## Your instructions
Scan the data below and state how many of its lines contain the word "failure", giving only the figure.

## Given data

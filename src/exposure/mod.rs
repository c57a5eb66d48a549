//! Exposure and reciprocity calculations.
//!
//! Given a metered exposure value and (optionally) the film in the camera,
//! [`compute_exposure`] works out the effective ISO, the metered exposure
//! time, the reciprocity-corrected time and the nearest standard aperture and
//! shutter settings. [`reciprocity_warning`] classifies how much a given
//! exposure time would need to be extended.
//!
//! Everything here is a pure function of its arguments.
//!
//! ## Module Structure
//!
//! - [`film`]: Film characteristics, the reciprocity power law and the
//!   built-in film-stock catalog
//! - [`scale`]: Standard aperture/shutter scales and display formatting

pub mod film;
pub mod scale;

use anyhow::{Result, ensure};
use std::fmt;

use crate::constants::{RECIPROCITY_HIGH_SECONDS, RECIPROCITY_WARNING_SECONDS};

pub use film::{FilmCharacteristics, FilmStock, builtin_catalog, find_stock};
pub use scale::{format_aperture, format_duration, format_shutter_speed};

/// Outcome of one exposure calculation.
#[derive(Debug, Clone, PartialEq)]
pub struct ExposureResult {
    pub metered_ev: f64,
    pub adjusted_ev: f64,
    pub base_exposure_time_seconds: f64,
    /// Never shorter than `base_exposure_time_seconds`.
    pub corrected_exposure_time_seconds: f64,
    pub effective_iso: f64,
    /// Closest first.
    pub aperture_candidates: Vec<f64>,
    /// Closest first.
    pub shutter_speed_candidates: Vec<f64>,
    pub reciprocity_compensation_seconds: f64,
}

impl ExposureResult {
    /// Whether the film needed any reciprocity compensation.
    pub fn has_reciprocity_compensation(&self) -> bool {
        self.reciprocity_compensation_seconds > 0.0
    }
}

/// Compute the exposure for a metered EV.
///
/// `base_iso` is the ISO the meter reading refers to. With a film, the
/// effective ISO is the film's rating adjusted by its own push/pull; without
/// one it is `base_iso`. `push_pull_stops` is applied to the EV on top of the
/// ISO adjustment.
///
/// # Errors
///
/// Fails when `base_iso` or the film's ISO is not a positive finite number,
/// when `metered_ev` is not finite, or when the EV is so extreme that the
/// exposure time is not representable.
pub fn compute_exposure(
    metered_ev: f64,
    film: Option<&FilmCharacteristics>,
    base_iso: f64,
    push_pull_stops: f64,
) -> Result<ExposureResult> {
    ensure!(
        base_iso.is_finite() && base_iso > 0.0,
        "base ISO must be a positive number (got {base_iso})"
    );
    ensure!(metered_ev.is_finite(), "metered EV must be finite");
    if let Some(film) = film {
        ensure!(
            film.iso_rating.is_finite() && film.iso_rating > 0.0,
            "film ISO must be a positive number (got {})",
            film.iso_rating
        );
    }

    let effective_iso = film.map_or(base_iso, FilmCharacteristics::effective_iso);
    let iso_adjustment = (effective_iso / base_iso).log2();
    let adjusted_ev = metered_ev - iso_adjustment - push_pull_stops;

    let base_time = (-adjusted_ev).exp2();
    ensure!(
        base_time.is_finite() && base_time > 0.0,
        "EV {adjusted_ev:.1} is outside the representable exposure range"
    );

    let corrected_time = film.map_or(base_time, |film| film.corrected_time(base_time));
    ensure!(
        corrected_time.is_finite(),
        "EV {adjusted_ev:.1} needs a reciprocity-corrected exposure too long to represent"
    );
    let ideal_aperture = (adjusted_ev.exp2() / corrected_time).sqrt();

    Ok(ExposureResult {
        metered_ev,
        adjusted_ev,
        base_exposure_time_seconds: base_time,
        corrected_exposure_time_seconds: corrected_time,
        effective_iso,
        aperture_candidates: scale::aperture_candidates(ideal_aperture),
        shutter_speed_candidates: scale::shutter_speed_candidates(corrected_time),
        reciprocity_compensation_seconds: corrected_time - base_time,
    })
}

/// How strongly an exposure is affected by reciprocity failure.
#[derive(Debug, Clone, Copy, PartialEq, Eq, PartialOrd, Ord)]
pub enum WarningSeverity {
    Medium,
    High,
}

impl WarningSeverity {
    pub fn as_str(&self) -> &'static str {
        match self {
            WarningSeverity::Medium => "medium",
            WarningSeverity::High => "high",
        }
    }
}

/// Reciprocity advice for one exposure time.
#[derive(Debug, Clone, Copy, PartialEq)]
pub struct ReciprocityWarning {
    pub severity: WarningSeverity,
    pub exposure_time_seconds: f64,
    pub corrected_time_seconds: f64,
    pub compensation_seconds: f64,
}

impl fmt::Display for ReciprocityWarning {
    fn fmt(&self, f: &mut fmt::Formatter<'_>) -> fmt::Result {
        write!(
            f,
            "Reciprocity failure ({}): expose {} instead of {} (+{})",
            self.severity.as_str(),
            format_duration(self.corrected_time_seconds),
            format_duration(self.exposure_time_seconds),
            format_duration(self.compensation_seconds)
        )
    }
}

/// Classify the reciprocity compensation needed for `exposure_time_seconds`.
///
/// Returns `None` without a film or when the extra time is 0.5 s or less.
/// Severity is high above 2 s of compensation, medium otherwise.
pub fn reciprocity_warning(
    exposure_time_seconds: f64,
    film: Option<&FilmCharacteristics>,
) -> Option<ReciprocityWarning> {
    let film = film?;
    let corrected = film.corrected_time(exposure_time_seconds);
    let compensation = corrected - exposure_time_seconds;

    if compensation <= RECIPROCITY_WARNING_SECONDS {
        return None;
    }

    let severity = if compensation > RECIPROCITY_HIGH_SECONDS {
        WarningSeverity::High
    } else {
        WarningSeverity::Medium
    };

    Some(ReciprocityWarning {
        severity,
        exposure_time_seconds,
        corrected_time_seconds: corrected,
        compensation_seconds: compensation,
    })
}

## Answer for the task
2